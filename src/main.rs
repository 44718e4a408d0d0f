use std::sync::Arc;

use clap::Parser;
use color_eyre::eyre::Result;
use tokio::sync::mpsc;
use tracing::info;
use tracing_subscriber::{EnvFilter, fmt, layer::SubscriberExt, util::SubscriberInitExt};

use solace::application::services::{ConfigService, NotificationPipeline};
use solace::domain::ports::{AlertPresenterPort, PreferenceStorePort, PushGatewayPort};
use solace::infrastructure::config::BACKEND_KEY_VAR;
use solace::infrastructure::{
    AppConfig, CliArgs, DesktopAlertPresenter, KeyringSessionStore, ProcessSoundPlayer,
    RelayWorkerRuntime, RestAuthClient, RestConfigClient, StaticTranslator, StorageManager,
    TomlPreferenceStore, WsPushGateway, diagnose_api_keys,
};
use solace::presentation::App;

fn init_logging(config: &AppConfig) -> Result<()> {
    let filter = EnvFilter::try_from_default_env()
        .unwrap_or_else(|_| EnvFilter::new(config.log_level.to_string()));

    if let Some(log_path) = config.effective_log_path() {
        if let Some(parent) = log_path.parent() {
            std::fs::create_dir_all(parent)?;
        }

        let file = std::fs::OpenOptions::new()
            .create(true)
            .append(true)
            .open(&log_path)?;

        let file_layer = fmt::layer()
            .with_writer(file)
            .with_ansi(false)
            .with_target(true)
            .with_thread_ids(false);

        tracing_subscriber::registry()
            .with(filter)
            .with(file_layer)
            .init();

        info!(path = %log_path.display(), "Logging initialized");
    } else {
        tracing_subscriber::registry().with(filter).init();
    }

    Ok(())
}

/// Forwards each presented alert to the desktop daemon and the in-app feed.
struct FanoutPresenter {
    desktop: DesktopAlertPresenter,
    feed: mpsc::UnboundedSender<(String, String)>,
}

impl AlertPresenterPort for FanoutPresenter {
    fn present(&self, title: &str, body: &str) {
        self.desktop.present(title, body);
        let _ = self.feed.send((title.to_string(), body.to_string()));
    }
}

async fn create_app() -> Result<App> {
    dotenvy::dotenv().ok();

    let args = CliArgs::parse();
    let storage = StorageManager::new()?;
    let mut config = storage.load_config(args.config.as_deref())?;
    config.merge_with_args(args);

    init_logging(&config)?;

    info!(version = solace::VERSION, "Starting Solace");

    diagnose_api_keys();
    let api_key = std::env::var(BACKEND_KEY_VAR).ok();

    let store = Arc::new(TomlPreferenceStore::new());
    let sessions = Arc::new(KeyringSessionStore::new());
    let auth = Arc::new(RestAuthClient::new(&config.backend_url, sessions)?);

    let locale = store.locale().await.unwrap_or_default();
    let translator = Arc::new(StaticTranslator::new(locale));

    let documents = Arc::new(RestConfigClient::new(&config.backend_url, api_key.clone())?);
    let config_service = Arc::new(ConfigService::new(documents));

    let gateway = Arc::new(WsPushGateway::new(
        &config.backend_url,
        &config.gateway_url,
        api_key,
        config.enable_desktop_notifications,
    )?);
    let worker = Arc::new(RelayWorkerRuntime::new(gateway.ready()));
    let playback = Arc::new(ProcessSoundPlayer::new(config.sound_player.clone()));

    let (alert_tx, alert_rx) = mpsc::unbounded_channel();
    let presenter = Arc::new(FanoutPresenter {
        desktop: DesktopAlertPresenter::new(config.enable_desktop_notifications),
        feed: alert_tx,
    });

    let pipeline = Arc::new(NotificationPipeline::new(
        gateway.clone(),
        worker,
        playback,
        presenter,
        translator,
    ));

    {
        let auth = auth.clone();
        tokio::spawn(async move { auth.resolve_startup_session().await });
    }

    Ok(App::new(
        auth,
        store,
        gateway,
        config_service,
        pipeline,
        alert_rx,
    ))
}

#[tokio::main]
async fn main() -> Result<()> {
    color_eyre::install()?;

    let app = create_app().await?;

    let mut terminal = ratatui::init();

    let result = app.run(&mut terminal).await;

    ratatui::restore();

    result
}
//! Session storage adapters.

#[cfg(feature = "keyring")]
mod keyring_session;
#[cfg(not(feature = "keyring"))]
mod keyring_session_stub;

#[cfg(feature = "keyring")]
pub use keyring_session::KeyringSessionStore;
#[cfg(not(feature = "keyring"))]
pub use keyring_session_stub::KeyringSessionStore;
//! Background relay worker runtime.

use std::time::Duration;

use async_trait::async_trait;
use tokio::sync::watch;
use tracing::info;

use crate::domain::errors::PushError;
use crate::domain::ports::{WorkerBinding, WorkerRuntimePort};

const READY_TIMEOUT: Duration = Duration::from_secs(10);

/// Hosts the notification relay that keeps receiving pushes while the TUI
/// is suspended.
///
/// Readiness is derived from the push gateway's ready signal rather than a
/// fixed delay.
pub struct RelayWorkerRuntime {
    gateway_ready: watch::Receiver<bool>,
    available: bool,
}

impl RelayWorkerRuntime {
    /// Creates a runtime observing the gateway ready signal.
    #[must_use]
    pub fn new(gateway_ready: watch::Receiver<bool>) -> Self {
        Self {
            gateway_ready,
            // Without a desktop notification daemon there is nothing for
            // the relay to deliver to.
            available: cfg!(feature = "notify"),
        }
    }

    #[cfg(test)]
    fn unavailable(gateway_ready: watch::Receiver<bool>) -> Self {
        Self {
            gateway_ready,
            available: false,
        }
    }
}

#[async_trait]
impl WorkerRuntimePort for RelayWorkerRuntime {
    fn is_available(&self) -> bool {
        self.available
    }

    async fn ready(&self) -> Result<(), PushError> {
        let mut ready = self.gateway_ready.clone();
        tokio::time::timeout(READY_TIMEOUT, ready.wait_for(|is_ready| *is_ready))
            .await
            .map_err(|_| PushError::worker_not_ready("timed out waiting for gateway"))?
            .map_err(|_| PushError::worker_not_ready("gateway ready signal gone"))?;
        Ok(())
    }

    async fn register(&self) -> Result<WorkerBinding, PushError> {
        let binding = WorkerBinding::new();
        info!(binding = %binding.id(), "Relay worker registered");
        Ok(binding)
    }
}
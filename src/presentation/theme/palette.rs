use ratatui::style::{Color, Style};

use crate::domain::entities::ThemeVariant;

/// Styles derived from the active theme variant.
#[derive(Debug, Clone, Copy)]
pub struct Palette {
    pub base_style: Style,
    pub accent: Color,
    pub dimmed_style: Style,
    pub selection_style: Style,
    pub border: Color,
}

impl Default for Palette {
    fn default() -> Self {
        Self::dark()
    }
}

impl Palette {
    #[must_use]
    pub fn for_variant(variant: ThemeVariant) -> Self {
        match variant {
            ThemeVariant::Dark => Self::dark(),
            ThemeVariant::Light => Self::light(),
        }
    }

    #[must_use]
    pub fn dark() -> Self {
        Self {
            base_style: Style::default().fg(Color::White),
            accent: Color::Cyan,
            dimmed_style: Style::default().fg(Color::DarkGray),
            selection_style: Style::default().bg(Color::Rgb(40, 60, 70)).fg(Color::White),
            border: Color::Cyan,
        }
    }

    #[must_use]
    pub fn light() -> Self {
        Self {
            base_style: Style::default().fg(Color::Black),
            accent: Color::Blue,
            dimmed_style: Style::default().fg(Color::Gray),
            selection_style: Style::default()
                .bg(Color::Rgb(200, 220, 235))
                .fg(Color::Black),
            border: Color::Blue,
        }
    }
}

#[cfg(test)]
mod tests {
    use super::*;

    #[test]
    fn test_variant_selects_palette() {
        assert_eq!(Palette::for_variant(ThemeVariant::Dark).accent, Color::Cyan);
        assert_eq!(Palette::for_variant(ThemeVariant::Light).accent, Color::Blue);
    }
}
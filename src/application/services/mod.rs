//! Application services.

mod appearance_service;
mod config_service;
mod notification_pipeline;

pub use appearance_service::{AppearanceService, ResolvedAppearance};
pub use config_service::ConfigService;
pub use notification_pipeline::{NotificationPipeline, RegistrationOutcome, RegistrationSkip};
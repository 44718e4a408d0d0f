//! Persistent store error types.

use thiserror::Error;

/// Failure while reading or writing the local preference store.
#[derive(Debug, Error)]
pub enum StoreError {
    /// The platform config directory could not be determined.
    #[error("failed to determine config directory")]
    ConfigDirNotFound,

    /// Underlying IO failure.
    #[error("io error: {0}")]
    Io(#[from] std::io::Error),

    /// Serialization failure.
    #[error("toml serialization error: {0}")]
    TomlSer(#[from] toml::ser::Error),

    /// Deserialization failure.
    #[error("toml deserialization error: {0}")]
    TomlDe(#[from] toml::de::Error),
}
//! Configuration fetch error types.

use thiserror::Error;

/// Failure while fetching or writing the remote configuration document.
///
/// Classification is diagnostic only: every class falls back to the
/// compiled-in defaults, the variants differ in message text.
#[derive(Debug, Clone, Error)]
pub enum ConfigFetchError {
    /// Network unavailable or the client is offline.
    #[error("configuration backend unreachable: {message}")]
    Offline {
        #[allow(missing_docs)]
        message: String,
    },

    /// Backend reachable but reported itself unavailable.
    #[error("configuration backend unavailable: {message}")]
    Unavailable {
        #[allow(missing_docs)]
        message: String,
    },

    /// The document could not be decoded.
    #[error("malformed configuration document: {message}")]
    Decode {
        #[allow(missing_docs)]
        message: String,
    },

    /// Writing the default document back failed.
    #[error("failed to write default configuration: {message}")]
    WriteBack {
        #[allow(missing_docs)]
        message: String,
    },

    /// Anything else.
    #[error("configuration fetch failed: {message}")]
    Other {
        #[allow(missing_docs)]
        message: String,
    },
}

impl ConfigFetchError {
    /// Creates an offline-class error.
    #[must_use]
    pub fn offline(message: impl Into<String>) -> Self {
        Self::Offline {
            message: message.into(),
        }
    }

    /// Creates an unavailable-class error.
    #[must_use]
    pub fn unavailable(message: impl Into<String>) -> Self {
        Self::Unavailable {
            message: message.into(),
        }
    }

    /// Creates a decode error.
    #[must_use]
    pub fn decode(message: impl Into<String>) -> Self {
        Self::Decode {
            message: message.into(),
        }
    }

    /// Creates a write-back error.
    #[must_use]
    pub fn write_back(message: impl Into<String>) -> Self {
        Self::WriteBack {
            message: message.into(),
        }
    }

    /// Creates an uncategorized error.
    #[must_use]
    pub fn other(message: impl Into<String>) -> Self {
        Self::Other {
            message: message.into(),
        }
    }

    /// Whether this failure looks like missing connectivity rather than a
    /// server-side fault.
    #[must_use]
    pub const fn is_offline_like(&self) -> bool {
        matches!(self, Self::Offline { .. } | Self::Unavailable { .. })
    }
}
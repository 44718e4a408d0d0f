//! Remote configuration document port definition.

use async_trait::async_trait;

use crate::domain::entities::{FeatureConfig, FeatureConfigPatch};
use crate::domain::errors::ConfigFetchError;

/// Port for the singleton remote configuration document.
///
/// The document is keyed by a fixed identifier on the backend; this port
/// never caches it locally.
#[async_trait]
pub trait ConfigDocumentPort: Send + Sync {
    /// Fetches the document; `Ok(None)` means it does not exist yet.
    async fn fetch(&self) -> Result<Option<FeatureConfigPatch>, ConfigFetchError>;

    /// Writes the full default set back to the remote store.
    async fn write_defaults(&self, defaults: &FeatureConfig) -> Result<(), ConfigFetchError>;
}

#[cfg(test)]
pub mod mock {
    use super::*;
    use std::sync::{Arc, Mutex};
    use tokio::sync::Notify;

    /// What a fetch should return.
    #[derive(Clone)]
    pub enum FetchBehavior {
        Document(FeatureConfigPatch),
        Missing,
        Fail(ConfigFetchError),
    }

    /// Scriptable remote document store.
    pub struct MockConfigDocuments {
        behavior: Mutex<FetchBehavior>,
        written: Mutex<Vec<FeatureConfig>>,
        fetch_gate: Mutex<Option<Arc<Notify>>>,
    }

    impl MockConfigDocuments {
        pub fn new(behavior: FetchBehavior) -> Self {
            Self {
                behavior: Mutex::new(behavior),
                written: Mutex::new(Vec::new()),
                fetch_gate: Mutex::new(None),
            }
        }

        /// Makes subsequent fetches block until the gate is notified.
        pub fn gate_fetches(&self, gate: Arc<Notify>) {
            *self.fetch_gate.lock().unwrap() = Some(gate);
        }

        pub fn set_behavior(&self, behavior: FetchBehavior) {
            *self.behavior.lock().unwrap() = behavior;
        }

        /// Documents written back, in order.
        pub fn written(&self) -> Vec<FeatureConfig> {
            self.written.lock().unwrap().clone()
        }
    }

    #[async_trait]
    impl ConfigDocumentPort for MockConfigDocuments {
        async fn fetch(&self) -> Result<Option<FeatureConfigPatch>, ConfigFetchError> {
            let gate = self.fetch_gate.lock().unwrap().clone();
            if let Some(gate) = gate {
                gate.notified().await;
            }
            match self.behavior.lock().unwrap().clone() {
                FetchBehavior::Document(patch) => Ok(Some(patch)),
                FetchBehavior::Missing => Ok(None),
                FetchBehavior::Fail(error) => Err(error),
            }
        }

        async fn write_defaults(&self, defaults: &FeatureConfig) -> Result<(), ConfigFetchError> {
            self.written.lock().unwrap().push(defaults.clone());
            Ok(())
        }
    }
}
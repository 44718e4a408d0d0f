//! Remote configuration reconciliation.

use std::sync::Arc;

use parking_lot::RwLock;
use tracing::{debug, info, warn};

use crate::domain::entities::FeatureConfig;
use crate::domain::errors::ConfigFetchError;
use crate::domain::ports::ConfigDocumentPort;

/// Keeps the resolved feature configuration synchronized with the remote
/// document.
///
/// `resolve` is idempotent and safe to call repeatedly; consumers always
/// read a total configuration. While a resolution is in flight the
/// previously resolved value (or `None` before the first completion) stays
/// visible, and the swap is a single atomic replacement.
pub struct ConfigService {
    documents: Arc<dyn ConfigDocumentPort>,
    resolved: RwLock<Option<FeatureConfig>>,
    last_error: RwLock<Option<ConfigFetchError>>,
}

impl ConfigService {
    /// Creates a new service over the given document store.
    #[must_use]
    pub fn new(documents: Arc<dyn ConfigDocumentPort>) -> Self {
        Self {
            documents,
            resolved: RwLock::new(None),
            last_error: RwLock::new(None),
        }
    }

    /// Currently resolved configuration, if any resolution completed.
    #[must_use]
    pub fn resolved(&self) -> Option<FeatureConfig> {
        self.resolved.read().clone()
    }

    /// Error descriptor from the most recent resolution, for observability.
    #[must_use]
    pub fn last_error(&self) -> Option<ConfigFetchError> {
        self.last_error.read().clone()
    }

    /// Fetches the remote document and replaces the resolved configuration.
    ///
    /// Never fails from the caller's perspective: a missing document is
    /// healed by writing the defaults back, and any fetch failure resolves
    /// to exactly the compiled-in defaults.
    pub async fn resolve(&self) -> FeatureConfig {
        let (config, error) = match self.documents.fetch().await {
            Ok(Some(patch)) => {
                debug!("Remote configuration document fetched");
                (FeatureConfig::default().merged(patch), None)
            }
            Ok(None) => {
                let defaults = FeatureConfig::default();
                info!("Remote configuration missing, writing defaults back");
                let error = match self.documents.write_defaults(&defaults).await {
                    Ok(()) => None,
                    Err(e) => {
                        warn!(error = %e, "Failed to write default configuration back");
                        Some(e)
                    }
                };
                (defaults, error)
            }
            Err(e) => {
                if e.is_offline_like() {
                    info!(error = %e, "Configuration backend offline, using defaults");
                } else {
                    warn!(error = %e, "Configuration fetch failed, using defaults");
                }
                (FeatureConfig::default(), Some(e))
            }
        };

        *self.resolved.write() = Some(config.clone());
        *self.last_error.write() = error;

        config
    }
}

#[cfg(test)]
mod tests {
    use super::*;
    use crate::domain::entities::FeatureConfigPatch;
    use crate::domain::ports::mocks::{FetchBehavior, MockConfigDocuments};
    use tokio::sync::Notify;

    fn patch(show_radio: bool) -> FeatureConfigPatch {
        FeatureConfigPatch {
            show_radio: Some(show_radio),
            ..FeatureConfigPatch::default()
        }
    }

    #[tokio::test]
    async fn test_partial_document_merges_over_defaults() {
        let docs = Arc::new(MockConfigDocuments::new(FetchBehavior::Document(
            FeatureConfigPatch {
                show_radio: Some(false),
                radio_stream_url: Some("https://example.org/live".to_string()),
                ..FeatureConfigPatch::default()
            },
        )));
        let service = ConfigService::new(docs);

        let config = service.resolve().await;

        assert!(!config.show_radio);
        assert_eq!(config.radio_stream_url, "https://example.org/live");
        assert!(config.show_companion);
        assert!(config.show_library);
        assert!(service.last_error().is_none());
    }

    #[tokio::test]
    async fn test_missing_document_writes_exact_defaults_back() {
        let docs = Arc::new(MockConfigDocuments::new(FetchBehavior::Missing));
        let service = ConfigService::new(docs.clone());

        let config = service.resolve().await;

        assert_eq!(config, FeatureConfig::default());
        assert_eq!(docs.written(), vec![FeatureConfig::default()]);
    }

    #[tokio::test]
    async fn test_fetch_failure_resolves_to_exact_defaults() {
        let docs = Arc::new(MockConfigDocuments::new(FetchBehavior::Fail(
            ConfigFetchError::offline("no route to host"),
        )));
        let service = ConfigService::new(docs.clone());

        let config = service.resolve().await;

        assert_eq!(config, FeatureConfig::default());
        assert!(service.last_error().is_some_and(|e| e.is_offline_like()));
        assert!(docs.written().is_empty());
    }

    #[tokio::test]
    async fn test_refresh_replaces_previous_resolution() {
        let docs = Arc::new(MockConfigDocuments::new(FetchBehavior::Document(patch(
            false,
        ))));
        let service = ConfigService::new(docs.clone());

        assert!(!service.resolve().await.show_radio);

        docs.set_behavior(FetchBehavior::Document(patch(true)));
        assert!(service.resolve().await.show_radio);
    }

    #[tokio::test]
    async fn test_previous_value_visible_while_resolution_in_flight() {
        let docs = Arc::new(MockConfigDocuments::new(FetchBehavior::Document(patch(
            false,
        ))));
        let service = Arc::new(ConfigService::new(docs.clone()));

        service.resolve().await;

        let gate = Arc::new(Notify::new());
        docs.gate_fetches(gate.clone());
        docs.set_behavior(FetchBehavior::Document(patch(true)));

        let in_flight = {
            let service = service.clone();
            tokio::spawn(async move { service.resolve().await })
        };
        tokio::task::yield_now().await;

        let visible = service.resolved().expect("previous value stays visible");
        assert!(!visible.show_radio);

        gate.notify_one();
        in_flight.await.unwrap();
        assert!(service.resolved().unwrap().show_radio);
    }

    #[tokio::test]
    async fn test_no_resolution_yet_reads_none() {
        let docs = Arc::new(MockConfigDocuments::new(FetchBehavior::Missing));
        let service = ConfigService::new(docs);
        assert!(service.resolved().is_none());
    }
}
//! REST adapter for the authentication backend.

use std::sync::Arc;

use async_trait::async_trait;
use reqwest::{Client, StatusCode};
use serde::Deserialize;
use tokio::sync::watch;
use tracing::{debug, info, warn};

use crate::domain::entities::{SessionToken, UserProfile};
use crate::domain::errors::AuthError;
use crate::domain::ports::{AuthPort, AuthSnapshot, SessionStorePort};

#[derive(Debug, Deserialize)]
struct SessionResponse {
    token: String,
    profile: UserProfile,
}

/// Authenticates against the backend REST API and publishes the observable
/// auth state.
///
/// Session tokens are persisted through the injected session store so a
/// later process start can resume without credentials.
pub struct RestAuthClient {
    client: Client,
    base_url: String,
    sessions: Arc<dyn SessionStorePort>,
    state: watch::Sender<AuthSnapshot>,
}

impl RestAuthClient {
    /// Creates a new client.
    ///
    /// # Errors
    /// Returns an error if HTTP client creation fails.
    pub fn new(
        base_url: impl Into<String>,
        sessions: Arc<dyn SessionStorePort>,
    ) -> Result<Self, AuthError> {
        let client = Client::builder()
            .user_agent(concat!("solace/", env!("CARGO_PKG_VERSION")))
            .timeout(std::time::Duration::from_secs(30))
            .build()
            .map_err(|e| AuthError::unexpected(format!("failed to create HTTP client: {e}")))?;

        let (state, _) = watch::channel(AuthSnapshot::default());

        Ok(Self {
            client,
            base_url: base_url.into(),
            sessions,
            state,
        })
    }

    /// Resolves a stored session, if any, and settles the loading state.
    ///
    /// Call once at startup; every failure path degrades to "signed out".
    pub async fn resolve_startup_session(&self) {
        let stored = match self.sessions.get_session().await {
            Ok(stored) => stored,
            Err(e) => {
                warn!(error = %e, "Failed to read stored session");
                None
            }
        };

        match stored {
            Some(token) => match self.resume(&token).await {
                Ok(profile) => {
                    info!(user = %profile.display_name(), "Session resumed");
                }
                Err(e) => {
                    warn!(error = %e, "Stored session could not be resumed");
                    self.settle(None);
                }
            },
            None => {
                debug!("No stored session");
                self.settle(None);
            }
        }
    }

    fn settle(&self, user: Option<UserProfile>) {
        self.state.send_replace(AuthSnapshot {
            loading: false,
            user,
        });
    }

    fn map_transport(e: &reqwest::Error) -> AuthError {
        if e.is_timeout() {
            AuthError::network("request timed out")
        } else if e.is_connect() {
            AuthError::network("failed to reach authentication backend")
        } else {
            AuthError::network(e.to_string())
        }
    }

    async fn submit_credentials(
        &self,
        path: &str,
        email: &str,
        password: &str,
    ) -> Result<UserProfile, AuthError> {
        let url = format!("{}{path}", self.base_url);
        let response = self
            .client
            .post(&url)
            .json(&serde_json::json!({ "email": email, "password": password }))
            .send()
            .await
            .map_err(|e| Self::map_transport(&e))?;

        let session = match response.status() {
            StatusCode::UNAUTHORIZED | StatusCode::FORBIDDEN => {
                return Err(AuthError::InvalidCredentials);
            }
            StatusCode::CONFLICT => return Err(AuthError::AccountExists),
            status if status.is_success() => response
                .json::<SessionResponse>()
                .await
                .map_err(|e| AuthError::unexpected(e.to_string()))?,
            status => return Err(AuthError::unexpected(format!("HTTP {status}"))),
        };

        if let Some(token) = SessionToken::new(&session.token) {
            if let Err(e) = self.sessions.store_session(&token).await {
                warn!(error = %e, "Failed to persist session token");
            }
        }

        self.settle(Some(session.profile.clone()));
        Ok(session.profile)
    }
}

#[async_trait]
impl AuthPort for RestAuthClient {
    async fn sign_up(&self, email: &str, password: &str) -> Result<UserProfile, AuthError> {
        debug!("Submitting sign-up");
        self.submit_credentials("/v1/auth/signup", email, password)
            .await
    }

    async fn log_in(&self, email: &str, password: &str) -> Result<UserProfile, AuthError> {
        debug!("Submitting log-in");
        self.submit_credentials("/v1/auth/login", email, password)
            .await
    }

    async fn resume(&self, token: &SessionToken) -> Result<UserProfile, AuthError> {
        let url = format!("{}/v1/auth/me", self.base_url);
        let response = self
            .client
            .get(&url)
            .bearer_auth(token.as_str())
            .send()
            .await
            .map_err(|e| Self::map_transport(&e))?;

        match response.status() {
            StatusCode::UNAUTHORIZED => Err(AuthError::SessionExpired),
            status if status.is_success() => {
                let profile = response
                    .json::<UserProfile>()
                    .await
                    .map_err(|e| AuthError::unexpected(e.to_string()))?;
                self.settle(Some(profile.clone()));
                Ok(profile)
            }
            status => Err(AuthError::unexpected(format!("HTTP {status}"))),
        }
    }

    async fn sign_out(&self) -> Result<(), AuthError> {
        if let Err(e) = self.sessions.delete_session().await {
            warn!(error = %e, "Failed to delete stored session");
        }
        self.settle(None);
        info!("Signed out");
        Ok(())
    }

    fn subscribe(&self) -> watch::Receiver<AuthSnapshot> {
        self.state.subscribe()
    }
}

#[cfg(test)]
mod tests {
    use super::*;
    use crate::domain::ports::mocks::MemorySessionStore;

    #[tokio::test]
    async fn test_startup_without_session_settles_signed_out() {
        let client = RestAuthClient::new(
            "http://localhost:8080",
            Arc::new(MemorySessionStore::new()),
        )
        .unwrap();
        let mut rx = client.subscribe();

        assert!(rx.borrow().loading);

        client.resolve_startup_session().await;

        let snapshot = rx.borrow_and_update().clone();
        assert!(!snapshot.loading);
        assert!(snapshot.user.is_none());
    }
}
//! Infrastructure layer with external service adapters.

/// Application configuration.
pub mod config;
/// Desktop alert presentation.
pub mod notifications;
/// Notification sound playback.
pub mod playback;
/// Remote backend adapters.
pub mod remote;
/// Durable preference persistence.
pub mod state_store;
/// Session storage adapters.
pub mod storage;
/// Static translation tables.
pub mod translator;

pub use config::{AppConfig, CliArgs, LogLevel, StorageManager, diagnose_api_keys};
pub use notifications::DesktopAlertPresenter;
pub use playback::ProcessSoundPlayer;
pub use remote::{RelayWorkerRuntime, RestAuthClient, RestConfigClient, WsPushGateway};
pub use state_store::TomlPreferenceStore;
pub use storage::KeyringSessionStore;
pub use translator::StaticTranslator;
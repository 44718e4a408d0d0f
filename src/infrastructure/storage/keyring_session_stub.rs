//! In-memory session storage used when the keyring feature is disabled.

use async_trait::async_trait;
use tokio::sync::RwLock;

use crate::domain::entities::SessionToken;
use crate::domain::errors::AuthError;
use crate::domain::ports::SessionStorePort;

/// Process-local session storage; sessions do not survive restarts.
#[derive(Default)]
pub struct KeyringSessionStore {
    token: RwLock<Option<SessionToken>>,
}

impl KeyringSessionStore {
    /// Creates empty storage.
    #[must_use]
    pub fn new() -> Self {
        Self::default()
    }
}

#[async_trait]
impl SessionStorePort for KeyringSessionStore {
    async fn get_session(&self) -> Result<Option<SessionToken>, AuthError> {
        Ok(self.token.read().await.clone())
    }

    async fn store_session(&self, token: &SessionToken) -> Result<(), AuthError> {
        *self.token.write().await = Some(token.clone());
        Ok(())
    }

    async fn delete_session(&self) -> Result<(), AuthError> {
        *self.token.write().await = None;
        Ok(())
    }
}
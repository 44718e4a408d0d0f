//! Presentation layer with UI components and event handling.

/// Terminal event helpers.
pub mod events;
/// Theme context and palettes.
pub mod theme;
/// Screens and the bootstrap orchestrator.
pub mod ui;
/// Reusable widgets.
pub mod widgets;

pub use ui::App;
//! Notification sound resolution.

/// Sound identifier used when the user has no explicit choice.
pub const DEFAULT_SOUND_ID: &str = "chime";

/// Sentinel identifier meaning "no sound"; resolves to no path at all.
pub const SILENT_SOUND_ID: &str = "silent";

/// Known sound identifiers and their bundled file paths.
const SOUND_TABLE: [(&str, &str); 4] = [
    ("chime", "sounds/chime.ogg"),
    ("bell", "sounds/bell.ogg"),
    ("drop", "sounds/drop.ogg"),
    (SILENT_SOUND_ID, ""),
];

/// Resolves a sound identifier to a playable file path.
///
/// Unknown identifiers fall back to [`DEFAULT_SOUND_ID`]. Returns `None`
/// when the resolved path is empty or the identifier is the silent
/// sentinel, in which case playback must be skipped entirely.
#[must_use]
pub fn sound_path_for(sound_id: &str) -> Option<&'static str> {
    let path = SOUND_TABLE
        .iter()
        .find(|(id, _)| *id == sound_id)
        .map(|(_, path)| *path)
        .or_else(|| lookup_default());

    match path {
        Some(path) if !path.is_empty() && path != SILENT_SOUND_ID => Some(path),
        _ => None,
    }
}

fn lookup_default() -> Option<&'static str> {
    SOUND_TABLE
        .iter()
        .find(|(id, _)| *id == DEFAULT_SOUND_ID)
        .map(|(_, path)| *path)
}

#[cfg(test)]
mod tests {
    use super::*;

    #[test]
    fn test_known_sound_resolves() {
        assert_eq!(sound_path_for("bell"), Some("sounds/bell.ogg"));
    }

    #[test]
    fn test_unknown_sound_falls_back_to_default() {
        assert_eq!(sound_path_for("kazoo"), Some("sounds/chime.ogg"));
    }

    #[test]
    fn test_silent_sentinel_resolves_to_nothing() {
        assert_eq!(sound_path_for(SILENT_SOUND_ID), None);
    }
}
══════════════════════════════
**TASK DESCRIPTION**
In the entries above, restate word for word the lines between the one holding "assert!(!config.show_radio);" and the one holding "async fn test_refresh_replaces_previous_resolution()", inclusive, and nothing besides.

**ANSWER AREA**
        assert!(!config.show_radio);
        assert_eq!(config.radio_stream_url, "https://example.org/live");
        assert!(config.show_companion);
        assert!(config.show_library);
        assert!(service.last_error().is_none());
    }

    #[tokio::test]
    async fn test_missing_document_writes_exact_defaults_back() {
        let docs = Arc::new(MockConfigDocuments::new(FetchBehavior::Missing));
        let service = ConfigService::new(docs.clone());

        let config = service.resolve().await;

        assert_eq!(config, FeatureConfig::default());
        assert_eq!(docs.written(), vec![FeatureConfig::default()]);
    }

    #[tokio::test]
    async fn test_fetch_failure_resolves_to_exact_defaults() {
        let docs = Arc::new(MockConfigDocuments::new(FetchBehavior::Fail(
            ConfigFetchError::offline("no route to host"),
        )));
        let service = ConfigService::new(docs.clone());

        let config = service.resolve().await;

        assert_eq!(config, FeatureConfig::default());
        assert!(service.last_error().is_some_and(|e| e.is_offline_like()));
        assert!(docs.written().is_empty());
    }

    #[tokio::test]
    async fn test_refresh_replaces_previous_resolution() {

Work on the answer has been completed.